X marks the spot where my long relationship with Twitter died. I had the coveted blue tick when it could not be bought. I was able to get Shashi Tharoor to launch my first book, No Money Marketing, through a Twitter invitation. I made friends like Tinu Cherian, Nakul Shenoy, Ashok Lalla, and others back in the day when a Tweetup was what you did when you travelled to a new city. I even hosted one at home in Bangalore!
The brand change to X removes all those associations. Though for a brand transformation it is very untidy that the url remains Twitter.com. And the Why is just not answered. Yeah, yeah, we’re out to build a super app and that’s called X. There’s only one Twitter but there are tons of super apps – I wrote about the fight for this space earlier.
Back to the Y
I’m an independent director on the board of CreditAccess Grameen, India’s largest Microfinance institution.

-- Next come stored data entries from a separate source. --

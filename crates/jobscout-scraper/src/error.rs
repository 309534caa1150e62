use jobscout_db::DatabaseError;
use jobscout_portal::ScrapeError;
use thiserror::Error;

/// Failure of a complete search-and-audit cycle.
#[derive(Debug, Error)]
pub enum SearchError {
    /// The scrape attempt itself failed
    #[error(transparent)]
    Scrape(#[from] ScrapeError),

    /// The scrape succeeded but the audit write failed under the `Fail` policy
    #[error("audit write failed: {0}")]
    Audit(#[from] DatabaseError),
}

/// Result type alias for search operations.
pub type Result<T> = std::result::Result<T, SearchError>;
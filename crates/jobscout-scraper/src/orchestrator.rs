//! Scrape orchestrator coordinating one search request end to end.
//!
//! The orchestrator accepts a verified identity plus a validated search
//! request, dispatches exactly one scrape attempt to the portal client bound
//! to the caller's portal, and gates the audit write on scrape success.

use crate::error::{Result, SearchError};
use jobscout_core::{AuditFailurePolicy, Identity, SearchRequest};
use jobscout_db::{searches, CredentialBundle, Database};
use jobscout_portal::{JobResult, PortalRegistry, ScrapeError};
use std::sync::Arc;
use tracing::{error, warn};

/// Orchestrates the scrape-then-audit cycle for search requests.
pub struct ScrapeOrchestrator {
    /// Registry of portal clients, populated at startup
    registry: Arc<PortalRegistry>,
    /// Database for the search audit log
    db: Arc<Database>,
    /// What to do when the audit write fails after a successful scrape
    audit_policy: AuditFailurePolicy,
}

impl ScrapeOrchestrator {
    /// Create a new orchestrator with the default audit policy (`Log`).
    #[must_use]
    pub fn new(registry: Arc<PortalRegistry>, db: Arc<Database>) -> Self {
        Self {
            registry,
            db,
            audit_policy: AuditFailurePolicy::Log,
        }
    }

    /// Set the audit failure policy.
    #[must_use]
    pub fn with_audit_policy(mut self, policy: AuditFailurePolicy) -> Self {
        self.audit_policy = policy;
        self
    }

    /// Perform exactly one scrape attempt for the given identity and request.
    ///
    /// The credentials must be the stored bundle resolved for this identity's
    /// (user, portal) pair; the orchestrator never accepts externally supplied
    /// credentials. There is no retry here: retry policy, if any, belongs to
    /// the portal client's own network layer.
    ///
    /// # Errors
    /// Returns a [`ScrapeError`] classifying the failure.
    pub async fn scrape(
        &self,
        identity: &Identity,
        credentials: &CredentialBundle,
        request: &SearchRequest,
    ) -> std::result::Result<JobResult, ScrapeError> {
        // Request fields are validated at construction; re-check at this
        // boundary anyway since the portal call is the expensive step.
        if request.keywords().trim().is_empty() || request.location().trim().is_empty() {
            return Err(ScrapeError::InvalidInput(
                "keywords and location must be non-empty".to_string(),
            ));
        }

        let client = self.registry.get(&identity.portal).map_err(|e| {
            warn!(portal = %identity.portal, "scrape requested for unregistered portal");
            ScrapeError::Unknown(e.to_string())
        })?;

        client
            .extract(
                credentials,
                request.keywords(),
                request.location(),
                identity.username.as_str(),
            )
            .await
    }

    /// Run the full search cycle: one scrape attempt, then the audit write.
    ///
    /// An audit record is written iff the scrape succeeded. Under the `Log`
    /// policy an audit failure is logged and the scrape result is still
    /// returned; under `Fail` it fails the whole request.
    ///
    /// # Errors
    /// Returns [`SearchError`] on scrape failure, or on audit failure when the
    /// policy is `Fail`.
    pub async fn search(
        &self,
        identity: &Identity,
        credentials: &CredentialBundle,
        request: &SearchRequest,
    ) -> Result<JobResult> {
        let jobs = self.scrape(identity, credentials, request).await?;

        if let Err(e) = searches::record_search(
            self.db.pool(),
            identity.user_id.as_str(),
            request.keywords(),
            request.location(),
        )
        .await
        {
            match self.audit_policy {
                AuditFailurePolicy::Log => {
                    error!(user_id = %identity.user_id, error = %e, "search audit write failed");
                }
                AuditFailurePolicy::Fail => return Err(SearchError::Audit(e)),
            }
        }

        Ok(jobs)
    }
}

It’s a listed company with the mission to provide access to credit for lower income families. When you’re clear why you do what you do and that why is directly linked to a positive outcome, it gives a sense of purpose, of mission.
I don’t think we should crowdsource the “why we do what we do” for any organization. Or for our personal lives. So when the CEO of Twitter (or is that X?) says in a memo that
“And everyone, is invited to build X with us.” they’re admitting that they don’t know why they do what they do.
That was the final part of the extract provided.